Es gibt zwei Seiten, aber der große Unterschied zur Ost-West-Konfrontation besteht darin, dass es nicht mehr um Ideologie, sondern um Rivalitäten zwischen Mächten geht und dass keine der beiden Seiten mehr einen Champion hat, weil es keine unbestrittenen oder unumstrittenen Spielleiter mehr gibt. Der Kapitalismus hat überall triumphiert. Er ist die vorherrschende Ideologie und man muss nunmehr von politischen Konvergenzen und nicht von Blöcken sprechen, da die USA nicht mehr den Anspruch erheben, die Welt zu regieren, und nicht einmal ihre Verbündeten; da zwei der „Brics“, Indien und China, für Asien das sind, was Frankreich und Deutschland für Europa waren; da die Allianz zwischen Moskau und Peking ein jahrhundertealtes Misstrauen verdeckt und da Europa, das den Glauben an den amerikanischen Schutz verloren hat, sich als eigenständige Macht behaupten will.
Dieses Jahrhundert wird in einem doppelten Chaos geboren, das durch das gleichzeitige Ende des Kalten Krieges und der westlichen Vormachtstellung hervorgerufen wird. Es gibt keine internationale Ordnung mehr, keine allgemein anerkannten Regeln, nicht einmal mehr eindeutige Machtverhältnisse und auch kein Gleichgewicht des Schreckens, da die Mächte ihre Strahlkraft wiedererlangen oder bewahren wollen und die Verbreitung von Atomwaffen das Undenkbare möglich macht.
Was ist also zu tun?
Viele glauben, dass der Zug abgefahren ist, dass Putin in der Ukraine und Xi in Taiwan freie Hand haben werden, dass es nichts mehr zu tun gibt, um zu verhindern, dass die Epidemie der Konflikte zur Pandemie wird, aber es gibt zwei Dinge zu tun.
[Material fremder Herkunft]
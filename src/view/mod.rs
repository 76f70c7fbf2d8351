//! View composition
//!
//! Turns a poll snapshot into what a screen shows: metric slots, status text,
//! list cards. Nothing here touches the network or the terminal.

pub mod format;

use crate::models::{CampaignAnalytics, CampaignData, CampaignStatus};
use crate::polling::PollSnapshot;
use crate::polling::sources::short_id;
use format::{format_count, format_currency, format_rate};
use std::sync::Arc;

pub const DEFAULT_TITLE: &str = "Email Campaign Dashboard";
pub const LOADING_TEXT: &str = "Loading...";

/// A labelled value ready for display.
#[derive(Debug, Clone, PartialEq, Eq)]
pub struct MetricSlot {
    pub label: &'static str,
    pub value: String,
}

impl MetricSlot {
    fn new(label: &'static str, value: String) -> Self {
        Self { label, value }
    }
}

/// Count and rate slots of one campaign.
#[derive(Debug, Clone, PartialEq, Eq)]
pub struct CampaignMetrics {
    pub counts: Vec<MetricSlot>,
    /// Percentages without the `%` sign.
    pub rates: Vec<MetricSlot>,
}

impl CampaignMetrics {
    pub fn from_analytics(a: &CampaignAnalytics) -> Self {
        let sent = a.emails_sent_count;
        let counts = vec![
            MetricSlot::new("Leads", format_count(a.leads_count)),
            MetricSlot::new("Emails Sent", format_count(sent)),
            MetricSlot::new("Opens", format_count(a.open_count)),
            MetricSlot::new("Replies", format_count(a.reply_count)),
            MetricSlot::new("Contacted", format_count(a.contacted_count)),
            MetricSlot::new("New Contacted", format_count(a.new_leads_contacted_count)),
            MetricSlot::new("Link Clicks", format_count(a.link_click_count)),
            MetricSlot::new("Completed", format_count(a.completed_count)),
            MetricSlot::new("Bounced", format_count(a.bounced_count)),
            MetricSlot::new("Unsubscribed", format_count(a.unsubscribed_count)),
            MetricSlot::new("Opportunities", format_count(a.total_opportunities)),
            MetricSlot::new(
                "Opportunity Value",
                format_currency(a.total_opportunity_value),
            ),
        ];
        let rates = vec![
            MetricSlot::new("Open Rate", format_rate(a.open_count, sent)),
            MetricSlot::new("Reply Rate", format_rate(a.reply_count, sent)),
            MetricSlot::new("Click Rate", format_rate(a.link_click_count, sent)),
            MetricSlot::new("Bounce Rate", format_rate(a.bounced_count, sent)),
        ];
        Self { counts, rates }
    }
}

/// Header title: the campaign name once loaded.
pub fn header_title(data: Option<&CampaignData>) -> String {
    match data {
        Some(data) if !data.analytics.campaign_name.is_empty() => {
            data.analytics.campaign_name.clone()
        }
        _ => DEFAULT_TITLE.to_string(),
    }
}

pub fn status_text(data: Option<&CampaignData>) -> String {
    match data {
        Some(data) => data.status().to_string(),
        None => LOADING_TEXT.to_string(),
    }
}

pub fn error_message(error: &str) -> String {
    format!("Failed to load campaign data: {}", error)
}

/// What a data screen should render for its current snapshot.
#[derive(Debug, Clone)]
pub enum Presentation<T> {
    Loading,
    /// Failed before any data arrived.
    Failed(String),
    /// `warning` is set when the latest refresh failed but older data remains.
    Loaded { data: Arc<T>, warning: Option<String> },
}

impl<T> Presentation<T> {
    pub fn from_snapshot(snapshot: &PollSnapshot<T>) -> Self {
        match (&snapshot.data, &snapshot.error) {
            (Some(data), error) => Presentation::Loaded {
                data: data.clone(),
                warning: error.as_deref().map(error_message),
            },
            (None, Some(error)) => Presentation::Failed(error_message(error)),
            (None, None) => Presentation::Loading,
        }
    }
}

/// One entry of the campaign list.
#[derive(Debug, Clone, PartialEq, Eq)]
pub struct CampaignCard {
    pub campaign_id: String,
    pub name: String,
    pub status: CampaignStatus,
    pub kind_label: &'static str,
    pub short_id: String,
    pub quick_stats: [MetricSlot; 4],
}

impl CampaignCard {
    pub fn from_data(data: &CampaignData) -> Self {
        let a = &data.analytics;
        let name = if a.campaign_name.is_empty() {
            "Untitled campaign".to_string()
        } else {
            a.campaign_name.clone()
        };
        Self {
            campaign_id: a.campaign_id.clone(),
            name,
            status: data.status(),
            kind_label: if a.campaign_is_evergreen {
                "Evergreen"
            } else {
                "Standard"
            },
            short_id: format!("{}...", short_id(&a.campaign_id)),
            quick_stats: [
                MetricSlot::new("Leads", format_count(a.leads_count)),
                MetricSlot::new("Sent", format_count(a.emails_sent_count)),
                MetricSlot::new("Opens", format_count(a.open_count)),
                MetricSlot::new("Replies", format_count(a.reply_count)),
            ],
        }
    }
}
Erstens müssen die USA, die EU und die arabischen Länder die alte Leier von den „doppelten Standards“ widerlegen, indem sie Palästinenser und Israelis wieder an den Verhandlungstisch bringen und sie zu den für den Frieden notwendigen Kompromissen zwingen. Ein frommer Wunsch, solange die Kanonen donnern, wird man sagen, aber nein, ganz und gar nicht, denn es gibt keine andere Lösung für diesen Krieg als zwei Staaten, die Samen des Dialogs müssen jetzt neu gesät werden, denn sie brauchen Zeit zum Wachsen und Blühen, und die Amerikaner und Europäer müssen unverzüglich Druck auf die beiden Völker ausüben, indem sie die Hilfe, die sie ihnen gewähren, in die Waagschale werfen.
An dem Tag, an dem sich der Westen mit den arabischen Hauptstädten zusammenschließt, um einen gerechten und dauerhaften Frieden zu erzwingen, wird die Grenze zwischen den beiden Welten weit weniger dauerhaft und beunruhigend sein als heute.
Dies ist ein Muss, denn die imperialen Sehnsüchte eines Diktators dürfen nicht über die Mobilisierung der Demokratien, die Achtung des Völkerrechts und den Grundsatz der territorialen Integrität der Staaten siegen können. In dieser neuen Aufteilung der Welt sind sehr alte Rechnungen zu begleichen. Einige davon sind nur ein Zeichen von Groll. Andere erfordern tiefgreifende Veränderungen. Eine neue internationale Ordnung, die auf einem Sieg des Obskurantismus über die Aufklärung, der Willkür über das Recht und der Tyrannei über die Freiheit beruht, ist jedoch nicht denkbar.